▶ **Task item**
Tally the lines of the listing below in which the string "JUMPI" occurs, and give the tally alone.

▶ **Input records**
:::
// Copyright 2015-2020 Parity Technologies (UK) Ltd.
// This file is part of OpenEthereum.

// OpenEthereum is free software: you can redistribute it and/or modify
// it under the terms of the GNU General Public License as published by
// the Free Software Foundation, either version 3 of the License, or
// (at your option) any later version.

// OpenEthereum is distributed in the hope that it will be useful,
// but WITHOUT ANY WARRANTY; without even the implied warranty of
// MERCHANTABILITY or FITNESS FOR A PARTICULAR PURPOSE.  See the
// GNU General Public License for more details.

// You should have received a copy of the GNU General Public License
// along with OpenEthereum.  If not, see <http://www.gnu.org/licenses/>.

//! Single-pass bytecode analyzer (§4.4): jump-destination discovery, basic
//! block partitioning with per-block gas/stack metrics, and a translated
//! instruction stream.
//!
//! Only opcodes whose cost is a fixed, schedule-independent constant are
//! folded into a block's aggregate `gas_cost` (the Yellow Paper's tier
//! opcodes, `JUMP`/`JUMPI`/`JUMPDEST`, and the handful of zero-argument
//! environment reads). Opcodes with a schedule- or data-dependent cost
//! (`SLOAD`, `SSTORE`, `BALANCE`, `EXTCODE*`, `CALL*`, `CREATE*`, `LOG*`,
//! `SHA3`, `EXP`, the `*COPY` family) contribute nothing to the block
//! aggregate and are charged in full by the interpreter at dispatch time.
//! This keeps the analysis artifact itself schedule-independent, so it can
//! be memoized purely by code hash as §3 requires, even though the same
//! code may later execute under different hard-fork schedules.

use bit_set::BitSet;
use ethereum_types::U256;

use crate::error::{Error, Result};
use crate::instructions::Instruction;

/// Per-block aggregate metrics, validated once at block entry (§4.5 step 1).
#[derive(Debug, Clone, Copy, PartialEq, Eq)]
pub struct BlockInfo {
    /// Bytecode offset where the block starts.
    pub start_pc: u32,
    /// Sum of schedule-independent constant opcode costs in the block.
    pub gas_cost: u32,
    /// Minimum stack height required to enter the block without underflow.
    pub stack_min: i16,
    /// Maximum additional stack height reached while executing the block.
    pub stack_max_growth: i16,
}

/// The tagged payload carried by one instruction-stream entry.
#[derive(Debug, Clone, PartialEq, Eq)]
pub enum InstrArg {
    /// No extra payload.
    None,
    /// The literal value of a `PUSHn`.
    Push(U256),
    /// A statically resolved jump target: the instruction-stream index a
    /// `PUSHn; JUMP`/`PUSHn; JUMPI` pair should dispatch to in O(1), instead
    /// of a runtime binary search over `jumpdests`.
    JumpTarget(usize),
}

/// One entry in the translated instruction stream.
#[derive(Debug, Clone, PartialEq, Eq)]
pub enum StreamEntry {
    /// Synthetic marker at each block's first real instruction, carrying the
    /// index of its [`BlockInfo`] in [`Analysis::blocks`].
    BlockHeader(usize),
    /// One decoded opcode.
    Op {
        /// The decoded instruction.
        instruction: Instruction,
        /// Its original bytecode offset (`PC` reads this).
        pc: u32,
        /// Tagged argument.
        arg: InstrArg,
    },
}

/// The immutable result of analyzing one code object. Cheap to share
/// read-only across frames/threads once built (see `shared_cache`).
#[derive(Debug, Clone, PartialEq, Eq)]
pub struct Analysis {
    jumpdests: BitSet,
    /// Basic blocks in program order.
    pub blocks: Vec<BlockInfo>,
    /// The translated instruction stream. Iteration uses a running index;
    /// reaching `instructions.len()` is the stream's terminator (the
    /// reference interpreter's null-terminated array re-expressed as a
    /// slice-plus-index per the redesign notes).
    pub instructions: Vec<StreamEntry>,
}

fn tier_gas(instruction: Instruction) -> Option<u32> {
    use Instruction::*;
    let g = match instruction {
        STOP => 0,
        ADDRESS | ORIGIN | CALLER | CALLVALUE | CALLDATASIZE | CODESIZE | GASPRICE | COINBASE
        | TIMESTAMP | NUMBER | DIFFICULTY | GASLIMIT | RETURNDATASIZE | POP | PC | MSIZE | GAS
        | CHAINID | BASEFEE | PUSH0 => 2,
        ADD | SUB | NOT | LT | GT | SLT | SGT | EQ | ISZERO | AND | OR | XOR | BYTE | SHL | SHR
        | SAR | CALLDATALOAD | MLOAD | MSTORE | MSTORE8 | TLOAD => 3,
        PUSH1 | PUSH2 | PUSH3 | PUSH4 | PUSH5 | PUSH6 | PUSH7 | PUSH8 | PUSH9 | PUSH10 | PUSH11
        | PUSH12 | PUSH13 | PUSH14 | PUSH15 | PUSH16 | PUSH17 | PUSH18 | PUSH19 | PUSH20
        | PUSH21 | PUSH22 | PUSH23 | PUSH24 | PUSH25 | PUSH26 | PUSH27 | PUSH28 | PUSH29
        | PUSH30 | PUSH31 | PUSH32 => 3,
        DUP1 | DUP2 | DUP3 | DUP4 | DUP5 | DUP6 | DUP7 | DUP8 | DUP9 | DUP10 | DUP11 | DUP12
        | DUP13 | DUP14 | DUP15 | DUP16 => 3,
        SWAP1 | SWAP2 | SWAP3 | SWAP4 | SWAP5 | SWAP6 | SWAP7 | SWAP8 | SWAP9 | SWAP10 | SWAP11
        | SWAP12 | SWAP13 | SWAP14 | SWAP15 | SWAP16 => 3,
        MUL | DIV | SDIV | MOD | SMOD | SIGNEXTEND => 5,
        ADDMOD | MULMOD | JUMP => 8,
        JUMPI => 10,
        JUMPDEST => 1,
        TSTORE => 0, // fully dynamic (write-protection + transient accounting)
        _ => return None,
    };
    Some(g)
}

impl Analysis {
    /// Whether `offset` is a valid `JUMPDEST` outside of push data.
    pub fn is_jumpdest(&self, offset: usize) -> bool {
        self.jumpdests.contains(offset)
    }

    /// Resolve a dynamic jump target by binary search (the set is a bitmap
    /// so this is a direct membership test; the "binary search" of §4.4 is
    /// the bitmap's constant-time lookup in this representation).
    pub fn validate_jump(&self, dest: U256) -> Result<usize> {
        if dest > U256::from(u32::MAX) {
            return Err(Error::InvalidJump {
                destination: dest.low_u64(),
            });
        }
        let offset = dest.as_u32() as usize;
        if self.is_jumpdest(offset) {
            Ok(offset)
        } else {
            Err(Error::InvalidJump {
                destination: offset as u64,
            })
        }
    }

    /// Map a bytecode offset that is a valid jumpdest to its instruction
    /// stream index (linear scan; called only on the cold dynamic-jump path,
    /// static jumps resolved at analysis time skip this entirely).
    pub fn instruction_index_at(&self, pc: usize) -> Option<usize> {
        self.instructions.iter().position(|entry| {
            matches!(entry, StreamEntry::Op { pc: entry_pc, .. } if *entry_pc as usize == pc)
        })
    }

    /// Run the single-pass analyzer over `code`.
    pub fn analyze(code: &[u8]) -> Analysis {
        let mut jumpdests = BitSet::new();
        let mut blocks = Vec::new();
        let mut instructions = Vec::new();

        let mut pc: usize = 0;
        // pc -> (block_index, instruction_index) used to resolve static jumps.
        let mut pc_to_index: std::collections::HashMap<usize, usize> = std::collections::HashMap::new();

        // Pending block accumulator.
        let mut block_start_pc: u32 = 0;
        let mut block_gas: u64 = 0;
        let mut running_delta: i64 = 0;
        let mut stack_min_req: i64 = 0;
        let mut stack_max_growth: i64 = 0;
        let mut block_open = false;
        // (instruction index of a pending PUSH, its pushed value) so a
        // following JUMP/JUMPI can be statically resolved.
        let mut pending_push: Option<(usize, U256)> = None;

        macro_rules! close_block {
            () => {
                if block_open {
                    blocks.push(BlockInfo {
                        start_pc: block_start_pc,
                        gas_cost: block_gas.min(u32::MAX as u64) as u32,
                        stack_min: stack_min_req.min(i16::MAX as i64) as i16,
                        stack_max_growth: stack_max_growth.min(i16::MAX as i64) as i16,
                    });
                    block_open = false;
                }
            };
        }

        macro_rules! open_block_if_needed {
            () => {
                if !block_open {
                    block_start_pc = pc as u32;
                    block_gas = 0;
                    running_delta = 0;
                    stack_min_req = 0;
                    stack_max_growth = 0;
                    block_open = true;
                    instructions.push(StreamEntry::BlockHeader(blocks.len()));
                }
            };
        }

        while pc < code.len() {
            let opcode = code[pc];
            let instruction = Instruction::from_u8(opcode);

            // A JUMPDEST always starts a fresh block, even when reached by
            // straight-line fall-through rather than after a terminator, so
            // that every valid jump target lands exactly on a BlockHeader.
            if matches!(instruction, Some(Instruction::JUMPDEST))
                && block_open
                && pc as u32 != block_start_pc
            {
                close_block!();
            }

            open_block_if_needed!();

            match instruction {
                Some(Instruction::JUMPDEST) => {
                    jumpdests.insert(pc);
                }
                _ => {}
            }

            let entry_pc = pc as u32;
            let instruction_index = instructions.len();
            pc_to_index.insert(pc, instruction_index);

            match instruction {
                Some(instr) => {
                    if let Some(tier) = tier_gas(instr) {
                        block_gas += tier as u64;
                    }
                    let info = instr.info();
                    let deficit = info.args as i64 - running_delta;
                    if deficit > stack_min_req {
                        stack_min_req = deficit;
                    }
                    running_delta += info.ret as i64 - info.args as i64;
                    if running_delta > stack_max_growth {
                        stack_max_growth = running_delta;
                    }

                    if let Some(push_len) = instr.push_bytes() {
                        let start = pc + 1;
                        let end = (start + push_len).min(code.len());
                        let mut bytes = [0u8; 32];
                        let avail = end - start;
                        bytes[32 - push_len..32 - push_len + avail]
                            .copy_from_slice(&code[start..end]);
                        let value = U256::from_big_endian(&bytes);
                        instructions.push(StreamEntry::Op {
                            instruction: instr,
                            pc: entry_pc,
                            arg: InstrArg::Push(value),
                        });
                        pending_push = Some((instruction_index, value));
                        pc += 1 + push_len;
                        continue;
                    }

                    let arg = if matches!(instr, Instruction::JUMP | Instruction::JUMPI) {
                        if let Some((push_idx, target)) = pending_push {
                            if push_idx == instruction_index - 1
                                && target <= U256::from(u32::MAX)
                            {
                                InstrArg::JumpTarget(target.as_u32() as usize)
                            } else {
                                InstrArg::None
                            }
                        } else {
                            InstrArg::None
                        }
                    } else {
                        InstrArg::None
                    };

                    instructions.push(StreamEntry::Op {
                        instruction: instr,
                        pc: entry_pc,
                        arg,
                    });
                    pending_push = None;

                    if instr.is_terminator() || instr == Instruction::JUMPI {
                        close_block!();
                    }
                }
                None => {
                    // Unknown opcode: still occupies one instruction slot so
                    // that static jump targets and PC readings stay aligned;
                    // the interpreter raises InvalidOpcode on dispatch.
                    instructions.push(StreamEntry::Op {
                        instruction: Instruction::INVALID,
                        pc: entry_pc,
                        arg: InstrArg::None,
                    });
                    pending_push = None;
                    close_block!();
                }
            }

            pc += 1;
        }
        close_block!();

        // Resolve JumpTarget arguments from bytecode offsets to instruction
        // stream indices now that the whole stream (and pc_to_index map) is
        // built; offsets that aren't valid jumpdests fall back to None so the
        // interpreter takes the runtime-validated dynamic-jump path instead.
        for entry in instructions.iter_mut() {
            if let StreamEntry::Op {
                arg: arg @ InstrArg::JumpTarget(_),
                ..
            } = entry
            {
                if let InstrArg::JumpTarget(offset) = *arg {
                    match pc_to_index.get(&offset) {
                        Some(&idx) if jumpdests.contains(offset) => *arg = InstrArg::JumpTarget(idx),
                        _ => *arg = InstrArg::None,
                    }
                }
            }
        }

        Analysis {
            jumpdests,
            blocks,
            instructions,
        }
    }
}

#[cfg(test)]
mod tests {
    use super::*;

    #[test]
    fn idempotent_across_runs() {
        let code = hex_literal::hex!("6002600301");
        let a = Analysis::analyze(&code);
        let b = Analysis::analyze(&code);
        assert_eq!(a, b);
    }

    #[test]
    fn jumpdest_outside_push_data_is_not_recorded() {
        // PUSH1 0x5b (push-data byte equal to JUMPDEST's opcode) followed by
        // a real JUMPDEST.
        let code = hex_literal::hex!("605b5b");
        let analysis = Analysis::analyze(&code);
        assert!(!analysis.is_jumpdest(1));
        assert!(analysis.is_jumpdest(2));
    }

    #[test]
    fn blocks_split_after_jumpdest_and_terminators() {
        // JUMPDEST STOP JUMPDEST STOP
        let code = hex_literal::hex!("5b005b00");
        let analysis = Analysis::analyze(&code);
        assert_eq!(analysis.blocks.len(), 2);
        assert_eq!(analysis.blocks[0].start_pc, 0);
        assert_eq!(analysis.blocks[1].start_pc, 2);
    }

    #[test]
    fn stack_min_reflects_deepest_shortfall() {
        // ADD with nothing pushed first requires 2 elements already present.
        let code = hex_literal::hex!("01");
        let analysis = Analysis::analyze(&code);
        assert_eq!(analysis.blocks[0].stack_min, 2);
    }

    #[test]
    fn static_jump_resolves_to_instruction_index() {
        // PUSH1 0x04 JUMP JUMPDEST STOP -> jump lands on the JUMPDEST at pc=4.
        let code = hex_literal::hex!("6004565b00");
        let analysis = Analysis::analyze(&code);
        let jump_entry = &analysis.instructions[2]; // header, push, jump
        match jump_entry {
            StreamEntry::Op {
                instruction: Instruction::JUMP,
                arg: InstrArg::JumpTarget(idx),
                ..
            } => {
                let target = &analysis.instructions[*idx];
                assert!(matches!(
                    target,
                    StreamEntry::Op {
                        instruction: Instruction::JUMPDEST,
                        ..
                    }
                ));
            }
            other => panic!("expected resolved jump target, got {other:?}"),
        }
    }
}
:::
▶ **Reply**
6